╭─ Entries supplied

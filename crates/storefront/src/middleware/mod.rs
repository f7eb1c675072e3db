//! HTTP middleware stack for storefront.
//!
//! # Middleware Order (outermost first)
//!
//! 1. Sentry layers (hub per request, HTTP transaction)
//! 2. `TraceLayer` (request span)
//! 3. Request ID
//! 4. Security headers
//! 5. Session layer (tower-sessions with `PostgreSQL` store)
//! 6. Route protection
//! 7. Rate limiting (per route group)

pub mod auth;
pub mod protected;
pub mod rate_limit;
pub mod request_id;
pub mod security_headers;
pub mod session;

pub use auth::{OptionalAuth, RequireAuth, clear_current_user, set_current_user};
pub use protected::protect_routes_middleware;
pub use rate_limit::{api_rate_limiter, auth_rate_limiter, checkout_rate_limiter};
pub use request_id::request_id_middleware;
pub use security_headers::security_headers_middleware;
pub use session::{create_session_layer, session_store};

╰─

◆ **The task**
Each line of the records must be reproduced exactly.

◆ **Result of this task**
filename crates/storefront/src/middleware/mod.rs
repository f7eb1c675072e3db
//! HTTP middleware stack for storefront.
//!
//! # Middleware Order (outermost first)
//!
//! 1. Sentry layers (hub per request, HTTP transaction)
//! 2. `TraceLayer` (request span)
//! 3. Request ID
//! 4. Security headers
//! 5. Session layer (tower-sessions with `PostgreSQL` store)
//! 6. Route protection
//! 7. Rate limiting (per route group)

pub mod auth;
pub mod protected;
pub mod rate_limit;
pub mod request_id;
pub mod security_headers;
pub mod session;

pub use auth::{OptionalAuth, RequireAuth, clear_current_user, set_current_user};
pub use protected::protect_routes_middleware;
pub use rate_limit::{api_rate_limiter, auth_rate_limiter, checkout_rate_limiter};
pub use request_id::request_id_middleware;
pub use security_headers::security_headers_middleware;
pub use session::{create_session_layer, session_store};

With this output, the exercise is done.